Dataset entries
= Beginning of Section =
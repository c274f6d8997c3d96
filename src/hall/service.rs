use std::sync::Arc;

use async_trait::async_trait;
use serde::Deserialize;
use serde_json::{Value, json};
use tokio::sync::Mutex;

use super::{HallUser, HallUserData, HallUserManager};
use crate::cache::{KeyValueCache, UserDataCacheOperations};
use crate::define::{PlayerId, USER_DATA_ROLE, msg_type};
use crate::gate::Session;
use crate::rpc::{RpcError, RpcHandler, RpcMessage, ServiceBus};

#[derive(Debug, Deserialize)]
struct LoginSuccessRequest {
    name: String,
}

/// 大厅服务
///
/// 在线玩家表由一把锁保护，加载、登记、保存在同一次加锁内完成。
pub struct HallService {
    users: Mutex<HallUserManager>,
    user_data: UserDataCacheOperations,
    bus: Arc<dyn ServiceBus>,
}

impl HallService {
    pub fn new(cache: Arc<dyn KeyValueCache>, bus: Arc<dyn ServiceBus>) -> Self {
        Self {
            users: Mutex::new(HallUserManager::new()),
            user_data: UserDataCacheOperations::new(cache),
            bus,
        }
    }

    /// 登录成功后进入大厅，角色数据必须已由数据服加载进缓存
    pub async fn on_user_login_success(&self, session: Session, name: &str) -> bool {
        let Some(user_id) = session.user_id else {
            tracing::warn!("session {} entered hall without user id", session.session_id);
            return false;
        };

        let mut users = self.users.lock().await;
        let Some(user_data) = self.load_user_data(user_id).await else {
            tracing::warn!("role data of user {} is not loaded", user_id);
            return false;
        };
        let user_data = if user_data.is_registered() {
            user_data
        } else {
            HallUserData::new(user_id, name)
        };

        let evicted = users.on_user_login(user_data, session);
        let Some(user) = users.get_user_mut(user_id) else {
            return false;
        };
        user.on_login();
        self.save_user(user).await;
        let online = users.get_user_count();
        drop(users);

        if let Some(evicted) = evicted {
            self.close_session(user_id, &evicted).await;
        }

        tracing::info!("user {} ({}) entered hall, online: {}", user_id, name, online);
        true
    }

    /// 玩家下线，保存角色数据后移出在线表
    pub async fn on_user_logout(&self, session: &Session) {
        let Some(user_id) = session.user_id else {
            return;
        };

        let mut users = self.users.lock().await;
        let Some(mut user) = users.on_user_logout(user_id, &session.session_id) else {
            tracing::debug!("ignoring logout of stale session {} for user {}", session.session_id, user_id);
            return;
        };
        user.on_logout();
        self.save_user(&user).await;

        tracing::info!("user {} left hall, online: {}", user_id, users.get_user_count());
    }

    async fn load_user_data(&self, user_id: PlayerId) -> Option<HallUserData> {
        match self.user_data.get_user_data(USER_DATA_ROLE, user_id).await {
            Ok(Some(json)) => Some(serde_json::from_str(&json).unwrap_or_else(|e| {
                tracing::error!("corrupt role data of user {}: {}", user_id, e);
                HallUserData::default()
            })),
            Ok(None) => None,
            Err(e) => {
                tracing::error!("failed to load role data of user {}: {}", user_id, e);
                None
            }
        }
    }

    async fn save_user(&self, user: &HallUser) {
        let user_id = user.user_data.user_id;
        let data = match user.get_user_save_data() {
            Ok(data) => data,
            Err(e) => {
                tracing::error!("failed to serialize role data of user {}: {}", user_id, e);
                return;
            }
        };
        if let Err(e) = self.user_data.cache_user_data(USER_DATA_ROLE, user_id, &data).await {
            tracing::error!("failed to save role data of user {}: {}", user_id, e);
        }
    }

    /// 通知旧会话所在网关关闭连接
    async fn close_session(&self, user_id: PlayerId, evicted: &Session) {
        tracing::info!("user {} logged in again, closing session {}", user_id, evicted.session_id);
        let msg = RpcMessage::new(None, json!({ "session_id": evicted.session_id }));
        if let Err(e) = self
            .bus
            .call_nr(&evicted.gate_server_id, msg_type::RPC_CLOSE_SESSION, msg)
            .await
        {
            tracing::warn!("failed to close session {}: {}", evicted.session_id, e);
        }
    }

    pub async fn online_count(&self) -> usize {
        self.users.lock().await.get_user_count()
    }

    /// 玩家当前绑定的会话
    pub async fn bound_session(&self, user_id: PlayerId) -> Option<String> {
        self.users
            .lock()
            .await
            .get_user(user_id)
            .map(|user| user.session.session_id.clone())
    }

    pub async fn user_data(&self, user_id: PlayerId) -> Option<HallUserData> {
        self.users
            .lock()
            .await
            .get_user(user_id)
            .map(|user| user.user_data.clone())
    }
}

#[async_trait]
impl RpcHandler for HallService {
    async fn handle(&self, handler: &str, msg: RpcMessage) -> Result<Value, RpcError> {
        match handler {
            msg_type::RPC_USER_LOGIN_SUCCESS => {
                let req: LoginSuccessRequest = msg.payload_as()?;
                let session = msg.require_session()?.clone();
                Ok(Value::Bool(self.on_user_login_success(session, &req.name).await))
            }
            msg_type::RPC_USER_LOGOUT => {
                self.on_user_logout(msg.require_session()?).await;
                Ok(Value::Null)
            }
            other => Err(RpcError::UnknownHandler(other.to_string())),
        }
    }
}

#[cfg(test)]
mod tests {
    use super::*;
    use crate::cache::MemoryCache;
    use crate::cache::keys::user_data_key;
    use crate::define::{EMPTY_USER_DATA, ServerType};
    use crate::rpc::LocalBus;
    use std::time::Duration;
    use tokio::sync::mpsc;

    struct GateStub {
        closed: mpsc::UnboundedSender<String>,
    }

    #[async_trait]
    impl RpcHandler for GateStub {
        async fn handle(&self, handler: &str, msg: RpcMessage) -> Result<Value, RpcError> {
            if handler == msg_type::RPC_CLOSE_SESSION {
                let id = msg.payload["session_id"].as_str().unwrap_or_default().to_string();
                let _ = self.closed.send(id);
            }
            Ok(Value::Bool(true))
        }
    }

    struct Fixture {
        hall: HallService,
        cache: Arc<MemoryCache>,
        closed: mpsc::UnboundedReceiver<String>,
    }

    fn fixture() -> Fixture {
        let cache = Arc::new(MemoryCache::new());
        let bus = Arc::new(LocalBus::new());
        let (tx, closed) = mpsc::unbounded_channel();
        bus.register("Gate@1", ServerType::Gate, Arc::new(GateStub { closed: tx }));
        Fixture {
            hall: HallService::new(cache.clone(), bus),
            cache,
            closed,
        }
    }

    fn session_for(user_id: PlayerId) -> Session {
        let mut session = Session::new("Gate@1", None);
        session.bind(user_id);
        session
    }

    async fn role_data(cache: &MemoryCache, user_id: PlayerId) -> Option<HallUserData> {
        let json = cache.get(&user_data_key(USER_DATA_ROLE, user_id)).await.unwrap()?;
        Some(serde_json::from_str(&json).unwrap())
    }

    async fn seed(cache: &MemoryCache, user_id: PlayerId, data: &str) {
        cache
            .set(&user_data_key(USER_DATA_ROLE, user_id), data)
            .await
            .unwrap();
    }

    #[tokio::test]
    async fn test_login_success_creates_profile_for_new_user() {
        let f = fixture();
        let user = PlayerId(1001);
        seed(&f.cache, user, EMPTY_USER_DATA).await;

        assert!(f.hall.on_user_login_success(session_for(user), "alice").await);

        let saved = role_data(&f.cache, user).await.unwrap();
        assert_eq!(saved.user_id, user);
        assert_eq!(saved.name, "alice");
        assert!(saved.is_registered());
        assert!(saved.last_login_time > 0);
        assert_eq!(f.hall.online_count().await, 1);
    }

    #[tokio::test]
    async fn test_login_success_without_loaded_data_fails() {
        let f = fixture();
        let user = PlayerId(1001);

        assert!(!f.hall.on_user_login_success(session_for(user), "alice").await);
        assert_eq!(f.hall.online_count().await, 0);
        assert!(role_data(&f.cache, user).await.is_none());
    }

    #[tokio::test]
    async fn test_login_success_keeps_registered_profile() {
        let f = fixture();
        let user = PlayerId(7);
        let mut existing = HallUserData::new(user, "bob");
        existing.money = 300;
        existing.level = 4;
        seed(&f.cache, user, &serde_json::to_string(&existing).unwrap()).await;

        assert!(f.hall.on_user_login_success(session_for(user), "renamed").await);

        let current = f.hall.user_data(user).await.unwrap();
        assert_eq!(current.name, "bob");
        assert_eq!(current.money, 300);
        assert_eq!(current.register_time, existing.register_time);
    }

    #[tokio::test]
    async fn test_login_success_corrupt_profile_starts_fresh() {
        let f = fixture();
        let user = PlayerId(9);
        seed(&f.cache, user, "{broken").await;

        assert!(f.hall.on_user_login_success(session_for(user), "carol").await);
        assert_eq!(role_data(&f.cache, user).await.unwrap().name, "carol");
    }

    #[tokio::test]
    async fn test_login_success_takeover_closes_old_session() {
        let mut f = fixture();
        let user = PlayerId(1001);
        seed(&f.cache, user, EMPTY_USER_DATA).await;
        let old = session_for(user);
        let new = session_for(user);

        f.hall.on_user_login_success(old.clone(), "alice").await;
        f.hall.on_user_login_success(new.clone(), "alice").await;

        let closed = tokio::time::timeout(Duration::from_secs(1), f.closed.recv())
            .await
            .unwrap()
            .unwrap();
        assert_eq!(closed, old.session_id);
        assert_eq!(f.hall.online_count().await, 1);
        assert_eq!(f.hall.bound_session(user).await, Some(new.session_id.clone()));

        // 旧会话的下线消息不影响新会话
        f.hall.on_user_logout(&old).await;
        assert_eq!(f.hall.bound_session(user).await, Some(new.session_id));
    }

    #[tokio::test]
    async fn test_logout_saves_profile_and_removes_user() {
        let f = fixture();
        let user = PlayerId(1001);
        seed(&f.cache, user, EMPTY_USER_DATA).await;
        let session = session_for(user);
        f.hall.on_user_login_success(session.clone(), "alice").await;

        f.hall.on_user_logout(&session).await;

        assert_eq!(f.hall.online_count().await, 0);
        let saved = role_data(&f.cache, user).await.unwrap();
        assert!(saved.last_logout_time > 0);
        assert_eq!(saved.name, "alice");
    }

    #[tokio::test(flavor = "multi_thread", worker_threads = 4)]
    async fn test_concurrent_logins_leave_single_entry() {
        let f = fixture();
        let user = PlayerId(42);
        seed(&f.cache, user, EMPTY_USER_DATA).await;
        let hall = Arc::new(f.hall);

        let sessions: Vec<Session> = (0..16).map(|_| session_for(user)).collect();
        let tasks: Vec<_> = sessions
            .iter()
            .cloned()
            .map(|session| {
                let hall = hall.clone();
                tokio::spawn(async move { hall.on_user_login_success(session, "storm").await })
            })
            .collect();
        for task in tasks {
            assert!(task.await.unwrap());
        }

        assert_eq!(hall.online_count().await, 1);
        let bound = hall.bound_session(user).await.unwrap();
        assert!(sessions.iter().any(|s| s.session_id == bound));
    }
}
= End of Section =
AIM OF THE TASK:
Each line above that has the word "failed" should be copied.

RESULT OF THIS EXERCISE:
                tracing::error!("failed to load role data of user {}: {}", user_id, e);
                tracing::error!("failed to serialize role data of user {}: {}", user_id, e);
            tracing::error!("failed to save role data of user {}: {}", user_id, e);
            tracing::warn!("failed to close session {}: {}", evicted.session_id, e);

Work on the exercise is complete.